A Peregrinação
- Ana Valente
- 17 de fev. de 2019
- 3 min de leitura
São dez. Dez jovens. Amigos desde sempre.
Falta pouco para o nascer do sol. Seguem em fila, na berma da estrada. Cada um leva uma lanterna na mão e o colete refletor vestido. As regras são claras e cumprem-nas desde a primeira peregrinação. Há cinco anos que caminham juntos até Fátima. São mais de 100 quilómetros em quatro dias.
O Pedro é o primeiro da fila. Em último, a fazer de “carro vassoura” (a expressão vem do ciclismo, mas é comum nestas lides) está a Rita. Ou seja, ninguém fica para trás. E àquela hora ainda está tudo fresco, com poucas dores, sem grandes cansaços. São os primeiros metros do terceiro dia de caminhada.
Quando o sol nasce entram na cidade. Nesta altura já estão mais dispersos. Com o tempo a passar, e tantos quilómetros nos pés, a velocidade vai se adaptando à resistência de cada um, ao longo do dia. Mas todos sabem que o ponto de encontro é no castelo. É lá que esperam uns pelos outros.
- Que vista maravilhosa. – diz o Pedro.
- É sempre reconfortante chegar aqui. – responde a Filomena.

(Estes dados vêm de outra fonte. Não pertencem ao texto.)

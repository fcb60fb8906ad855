mod cube;
pub use cube::{Cube, Quad, CUBE_INDICES};

mod triangle;
pub use triangle::Triangle;

extern crate nalgebra as na;

pub type Point3 = na::Point3<f32>;

/// Floats per vertex once flattened: position (3) then color (4).
pub const FLOATS_PER_VERTEX: usize = 7;

/// Byte offset of the color inside a flattened vertex.
pub const COLOR_OFFSET: u32 = 3 * std::mem::size_of::<f32>() as u32;

/// Byte stride of a flattened vertex.
pub const VERTEX_STRIDE: u32 = (FLOATS_PER_VERTEX * std::mem::size_of::<f32>()) as u32;

#[derive(Debug, Clone, Copy, PartialEq)]
pub struct Color {
    pub r: f32,
    pub g: f32,
    pub b: f32,
    pub a: f32,
}

impl Color {
    pub const RED: Color = Color::new(1.0, 0.0, 0.0, 1.0);
    pub const GREEN: Color = Color::new(0.0, 1.0, 0.0, 1.0);
    pub const BLUE: Color = Color::new(0.0, 0.0, 1.0, 1.0);
    pub const YELLOW: Color = Color::new(1.0, 1.0, 0.0, 1.0);
    pub const WHITE: Color = Color::new(1.0, 1.0, 1.0, 1.0);

    pub const fn new(r: f32, g: f32, b: f32, a: f32) -> Self {
        Self { r, g, b, a }
    }
}

#[derive(Debug, Clone, Copy, PartialEq)]
pub struct Vertex {
    pub position: Point3,
    pub color: Color,
}

impl Vertex {
    pub fn new(position: Point3, color: Color) -> Self {
        Self { position, color }
    }

    pub fn to_floats(&self) -> [f32; FLOATS_PER_VERTEX] {
        let p = &self.position;
        let c = &self.color;
        [p.x, p.y, p.z, c.r, c.g, c.b, c.a]
    }
}

/// Interleaves position then color of every vertex, in input order.
pub fn flatten(vertices: &[Vertex]) -> Vec<f32> {
    let mut floats = Vec::with_capacity(vertices.len() * FLOATS_PER_VERTEX);
    for vertex in vertices {
        log::trace!("{:?}", vertex);
        floats.extend_from_slice(&vertex.to_floats());
    }
    floats
}

#[cfg(test)]
mod tests {
    use super::*;

    #[test]
    fn single_vertex_flattens_position_then_color() {
        let vertex = Vertex::new(Point3::new(1.0, 2.0, 3.0), Color::new(0.0, 1.0, 0.0, 1.0));
        assert_eq!(flatten(&[vertex]), vec![1.0, 2.0, 3.0, 0.0, 1.0, 0.0, 1.0]);
    }

    #[test]
    fn flattening_keeps_count_and_order() {
        let vertices: Vec<Vertex> = (0..5)
            .map(|i| {
                let f = i as f32;
                Vertex::new(
                    Point3::new(f, f + 0.5, -f),
                    Color::new(f / 10.0, 0.25, 0.5, 1.0),
                )
            })
            .collect();

        let floats = flatten(&vertices);
        assert_eq!(floats.len(), FLOATS_PER_VERTEX * vertices.len());

        for (i, vertex) in vertices.iter().enumerate() {
            let chunk = &floats[i * FLOATS_PER_VERTEX..(i + 1) * FLOATS_PER_VERTEX];
            assert_eq!(chunk, &vertex.to_floats()[..]);
        }
    }

    #[test]
    fn empty_input_flattens_to_nothing() {
        assert!(flatten(&[]).is_empty());
    }

    #[test]
    fn stride_and_offset_match_the_float_layout() {
        assert_eq!(VERTEX_STRIDE, 28);
        assert_eq!(COLOR_OFFSET, 12);
    }
}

Os dois amigos estão sentados num pequeno muro no topo da Rua do Castelo. Avistam a Serra de Aire e Candeeiros, o centro da cidade e o mosteiro. Bebem água, trocam uns rebuçados e uns chocolates, para repor a energia, enquanto aguardam pelo resto do grupo. Apanham o sol daquela manhã amena de março.
Chegam depois a Paula, o Igor, a Joana e a Catarina, a conversar de forma entusiasta. O Fábio chega sozinho de auscultadores nos ouvidos, ligados ao telemóvel, a ouvir música. O Manel vem a seguir de cajado na mão.

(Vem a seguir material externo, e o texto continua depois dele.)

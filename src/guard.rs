//! Scoped ownership of gfx-hal objects while a multi-step setup is running.

use std::mem::ManuallyDrop;
use std::ops::{Deref, DerefMut};
use std::rc::Rc;

use gfx_hal as hal;

/// Holds an object created from `owner` and passes it to `destroy` when
/// dropped, unless it was taken out with [`Guard::release`].
pub(crate) struct Guard<O, T> {
    owner: Rc<O>,
    value: ManuallyDrop<T>,
    destroy: fn(&O, T),
    released: bool,
}

/// A guard over an object owned by the logical device of `B`.
pub(crate) type DeviceGuard<B, T> = Guard<<B as hal::Backend>::Device, T>;

impl<O, T> Guard<O, T> {
    pub(crate) fn new(owner: &Rc<O>, value: T, destroy: fn(&O, T)) -> Self {
        Guard {
            owner: owner.clone(),
            value: ManuallyDrop::new(value),
            destroy,
            released: false,
        }
    }

    /// Gives up ownership; the caller is now responsible for destroying it.
    pub(crate) fn release(mut self) -> T {
        self.released = true;
        unsafe { ManuallyDrop::take(&mut self.value) }
    }
}

impl<O, T> Deref for Guard<O, T> {
    type Target = T;

    fn deref(&self) -> &T {
        &self.value
    }
}

impl<O, T> DerefMut for Guard<O, T> {
    fn deref_mut(&mut self) -> &mut T {
        &mut self.value
    }
}

impl<O, T> Drop for Guard<O, T> {
    fn drop(&mut self) {
        if !self.released {
            let value = unsafe { ManuallyDrop::take(&mut self.value) };
            (self.destroy)(&self.owner, value);
        }
    }
}

#[cfg(test)]
mod tests {
    use super::*;
    use std::cell::RefCell;

    type Destroyed = RefCell<Vec<u32>>;

    fn record(destroyed: &Destroyed, id: u32) {
        destroyed.borrow_mut().push(id);
    }

    #[test]
    fn dropped_guards_destroy_in_reverse_order() {
        let destroyed = Rc::new(Destroyed::default());
        {
            let _first = Guard::new(&destroyed, 1, record);
            let _second = Guard::new(&destroyed, 2, record);
        }
        assert_eq!(*destroyed.borrow(), vec![2, 1]);
    }

    #[test]
    fn released_value_is_not_destroyed() {
        let destroyed = Rc::new(Destroyed::default());
        let guard = Guard::new(&destroyed, 7, record);
        assert_eq!(guard.release(), 7);
        assert!(destroyed.borrow().is_empty());
        assert_eq!(Rc::strong_count(&destroyed), 1);
    }

    #[test]
    fn guarded_value_is_usable_in_place() {
        let destroyed = Rc::new(Destroyed::default());
        let mut guard = Guard::new(&destroyed, 1, record);
        *guard += 4;
        assert_eq!(*guard, 5);
        drop(guard);
        assert_eq!(*destroyed.borrow(), vec![5]);
    }
}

No fim, a Rita, a que parte sempre em último lugar, não está sozinha. Está de braço dado com a Filipa. A Pipa, como a gosta de ser chamada, vem apoiada na prima, porque as dores no joelho dificultam a subida até ali. Quando chegam ao ponto de encontro, estão de sorriso aberto. Mais uma etapa ganha, apesar das dificuldades.
- Já tenho tudo pronto para o almoço. Basta descerem. Quando chegarem lá abaixo já está servido o vosso repasto. – diz o Carlos com um ar simpático.
É ele quem conduz o carro de apoio. Desde o primeiro ano. Faz de tudo: orienta, motiva, alegra e alimenta. É peça chave para a caminhada.
Ao ouvir isto, descem todos. Agora juntos. A carrinha avança e chega à zona do mosteiro mais rápido do que eles. Carlos estaciona-a no parque de estacionamento lateral ao monumento. Ao lado estão umas sombras.
- É mesmo aqui que vou montar a mesa e as cadeiras. – decidiu Carlos de forma assertiva.
Pão, pedaços de franco assado, alface, tomates pequeninos, batatas fritas, sumos naturais, água e muita fruta. É o que partilham durante quase uma hora e meia. Entre a refeição e um sono rápido, há tempo para massagens nas pernas e cuidados com as bolhas dos pés e, ainda, uma visita ao Mosteiro de Alcobaça.
O que acabo de vos contar é ficcionado, admito. Mas não é tudo, porque estes jovens existem mesmo. Assisti a estes momentos de pausa, há uns dias, ali, em frente ao nosso Mosteiro. Deixou-me feliz e orgulhosa por eles, confesso também. Não os interrompi. Tomei nota do que vi e imaginei o resto. E este resto é pouco. Muito pouco. Haveria muito mais para contar. É apenas uma etapa das muitas que compõem este exercício de caminhada.
Escrever sobre esta caminhada (repito) tem, no entanto, uma inspiração muito particular: a minha própria experiência enquanto peregrina (que em breve vão conhecer melhor) e, principalmente, a resistência e o compromisso de dois primos, de quem gosto muito, e que tentam ir a Fátima, pelo menos, uma vez por mês - e muitas dessas visitas são feitas a pé, quase sempre a partir da aldeia dos Moleanos.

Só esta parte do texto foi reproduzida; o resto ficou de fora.